Georgia Bio initiated an education and workforce development program in January of 2007 through a partnership with the DeKalb County School System and the Biotechnology Institute to improve student achievement in science. This program is overseen by GaBio’s Education and Workforce Development Committee , co-chaired by Dr. Eve Higginbotham, Dean, Morehouse School of Medicine, and Dr. Laurie Downey, retired President and CEO, Solvay Pharmaceuticals.
Since 2007, Geoirga Bio and many partners have worked to align strategies and priorities of these multiple platforms into a model of life science workforce development, piloted in the Innovation Crescent, a thirteen county region spanning Atlanta to Athens that encompasses about 85% of Georgia’s life science industry. The model is working – Georgia stands poised to show the world that its pipeline of knowledge workers is a key competitive advantage to the regional life science industry.
Achievements
- Georgia Bio is exposing more students to bioscience and bioscience careers. We are providing hands-on activities to students, then showing them how the science is relevant to companies and people working in Georgia. With the Georgia Department of Education (GDOE), we have developed biotech tasks aligned with the Georgia Performance Standards for the existing middle and high school life science curricula and related to Georgia industry and careers. These tasks are available statewide via the Georgia Performance Standards website (www.georgiastandards.org) aligned with the science curriculum maps. Georgia Bio has tested these tasks in the Innovation Crescent, and has expanded training to over 100 teachers in 2009.
- Georgia Bio is bringing new biotechnology
curricula to Georgia’s
high schools. Through science electives and Career,
Technical and Agricultural Education pathways launching in fall 2009, nearly
300 students in four counties will learn science through hands-on, process-oriented
curricula. Click here and scroll to Healthcare Sciences curriculum. With support from the Work Ready Regions
program of the Governor’s Office of Workforce Development, we expect to expand
the courses to seven counties in 2010. These
courses will articulate into two and four-year education programs in the
region. From this experience, other districts will be able to jumpstart this
state-approved curriculum.
- Georgia
Bio is supporting learning opportunities for teachers. Since 2007, we have helped send 22 Georgia
educators to the nationally-recognized Teacher-Leader Workshops at the Biotechnology
Institute’s Annual Conference on Biotechnology Education to learn the latest
techniques for teaching hands-on biotech in their classrooms, and to share
their training with their peers in their home districts.

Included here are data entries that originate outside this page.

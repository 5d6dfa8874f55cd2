//! Two-phase enforcer invocations
//!
//! Every mutation is first run with `--dry-run`; the real command only runs if the
//! dry run exits 0. The one recovery path: inserting at position 1 into an empty
//! rule set is rejected by ufw ("Invalid position '1'"), so that insert is retried
//! once as a plain append.

use crate::core::error::{Error, Result, UfwErrorPattern};
use std::process::Stdio;
use std::time::Duration;
use tracing::{debug, info, warn};

/// Default bound on a single enforcer invocation.
pub const DEFAULT_COMMAND_TIMEOUT: Duration = Duration::from_secs(30);

/// What an insert ended up doing.
#[derive(Debug, Clone, Copy, PartialEq, Eq)]
pub enum InsertOutcome {
    Inserted { position: u32 },
    /// The rule set was empty, so the rule was appended instead
    Appended,
}

/// The external program that actually enforces rules.
#[allow(async_fn_in_trait)]
pub trait Enforcer {
    async fn insert(&self, position: u32, rule_text: &str) -> Result<InsertOutcome>;

    async fn delete(&self, rule_text: &str) -> Result<()>;
}

#[derive(Debug, Clone, Copy, PartialEq, Eq, strum::Display)]
#[strum(serialize_all = "lowercase")]
enum Phase {
    Validate,
    Commit,
}

/// Runs the enforcer command line (`ufw` by default).
#[derive(Debug, Clone)]
pub struct FirewallExecutor {
    command: Vec<String>,
    timeout: Duration,
    elevate: bool,
}

impl FirewallExecutor {
    /// `command` is the program followed by any fixed leading arguments.
    pub fn new(command: Vec<String>) -> Self {
        Self {
            command,
            timeout: DEFAULT_COMMAND_TIMEOUT,
            elevate: true,
        }
    }

    pub fn with_timeout(mut self, timeout: Duration) -> Self {
        self.timeout = timeout;
        self
    }

    /// Disables wrapping the command in sudo/run0.
    pub fn with_elevation(mut self, elevate: bool) -> Self {
        self.elevate = elevate;
        self
    }

    /// Validates `args` with a dry run, then commits them.
    pub async fn apply(&self, args: &[String]) -> Result<()> {
        for phase in [Phase::Validate, Phase::Commit] {
            self.run(phase, args).await?;
        }
        Ok(())
    }

    async fn run(&self, phase: Phase, args: &[String]) -> Result<()> {
        let (program, fixed) = self
            .command
            .split_first()
            .ok_or_else(|| Error::Config("firewall_command is empty".to_string()))?;

        let mut argv: Vec<&str> = fixed.iter().map(String::as_str).collect();
        if phase == Phase::Validate {
            argv.push("--dry-run");
        }
        argv.extend(args.iter().map(String::as_str));

        let command_line = std::iter::once(program.as_str())
            .chain(argv.iter().copied())
            .collect::<Vec<_>>()
            .join(" ");
        let failed = |output: String, exit_code: Option<i32>| Error::FirewallCommandFailed {
            command: command_line.clone(),
            output,
            exit_code,
        };

        let mut cmd = if self.elevate {
            crate::elevation::create_elevated_command(program, &argv)?
        } else {
            let mut cmd = tokio::process::Command::new(program);
            cmd.args(&argv);
            cmd
        };
        cmd.stdin(Stdio::null())
            .stdout(Stdio::piped())
            .stderr(Stdio::piped())
            .kill_on_drop(true);

        debug!("Running {phase} phase: {command_line}");

        let child = cmd
            .spawn()
            .map_err(|e| failed(format!("failed to spawn: {e}"), None))?;

        // Dropping the wait future on timeout kills the child
        let output = match tokio::time::timeout(self.timeout, child.wait_with_output()).await {
            Ok(result) => result.map_err(|e| failed(format!("failed to wait: {e}"), None))?,
            Err(_) => {
                let limit = humantime::format_duration(self.timeout);
                warn!("{command_line} timed out after {limit}");
                return Err(failed(format!("timed out after {limit}"), None));
            }
        };

        if output.status.success() {
            debug!("{phase} phase passed: {command_line}");
            return Ok(());
        }

        // Same stream order the tool prints in: stdout, then stderr
        let mut combined = String::from_utf8_lossy(&output.stdout).into_owned();
        combined.push_str(&String::from_utf8_lossy(&output.stderr));

        let translation = UfwErrorPattern::match_error(&combined);
        warn!("{phase} phase failed: {command_line}: {}", translation.user_message);
        for suggestion in &translation.suggestions {
            info!("hint: {suggestion}");
        }

        Err(failed(combined, output.status.code()))
    }
}

impl Default for FirewallExecutor {
    fn default() -> Self {
        Self::new(vec!["ufw".to_string()])
    }
}

impl Enforcer for FirewallExecutor {
    async fn insert(&self, position: u32, rule_text: &str) -> Result<InsertOutcome> {
        crate::validators::validate_position(position)
            .map_err(|_| Error::InvalidPosition(position))?;
        let rule_args = split_rule(rule_text)?;

        let mut args = vec!["insert".to_string(), position.to_string()];
        args.extend(rule_args.iter().cloned());

        match self.apply(&args).await {
            Ok(()) => {
                info!("Inserted rule at position {position}: {rule_text}");
                Ok(InsertOutcome::Inserted { position })
            }
            Err(Error::FirewallCommandFailed { output, .. })
                if position == 1 && is_empty_ruleset_rejection(&output) =>
            {
                info!("Rule set is empty, appending instead: {rule_text}");
                self.apply(&rule_args).await?;
                Ok(InsertOutcome::Appended)
            }
            Err(e) => Err(e),
        }
    }

    async fn delete(&self, rule_text: &str) -> Result<()> {
        let mut args = vec!["delete".to_string()];
        args.extend(split_rule(rule_text)?);
        self.apply(&args).await?;
        info!("Deleted rule: {rule_text}");
        Ok(())
    }
}

/// Splits opaque rule text into arguments with POSIX shell quoting rules.
///
/// The text is never interpreted beyond word splitting; no shell is involved.
pub fn split_rule(rule_text: &str) -> Result<Vec<String>> {
    let args = shlex::split(rule_text)
        .ok_or_else(|| Error::InvalidRule(format!("unbalanced quotes in '{rule_text}'")))?;
    if args.is_empty() {
        return Err(Error::InvalidRule("Rule cannot be empty".to_string()));
    }
    Ok(args)
}

fn is_empty_ruleset_rejection(output: &str) -> bool {
    output.to_lowercase().contains("invalid position '1'")
}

As part of the 2009 BIO International Convention activities in Atlanta, Georgia Bio, the Biotechnology Institute and Georgia Tech are providing a Best Practices workshop to over 200 science educators to showcase exemplary science, math and technology programs related to biotechnology and outstanding teaching practices and programs.
-
Georgia
Bio is connecting business and science professionals with the classroom. We have participated in career fairs, science
fairs, classroom visits and demonstrations.
To expand this outreach in the future, we have launched a new website
where scientists can register as volunteers, and teachers can access and
request information. Register to Vounteer for Classroom Outreach
- Georgia Bio is convening a common dialog to keep our workforce strategies ahead of the curve. Our inaugural Life Sciences Workforce Forum in November 2008 connected over 200 educators and employers around a common question: In this fast changing industry, how do we characterize the present workforce, and how do we anticipate change in the future?
Now an annual event, our 2009 Forum at the US Centers for Disease Control and Prevention will feature a keynote by the Director of the Office of Science Education at NIH, Dr. Bruch Fuchs.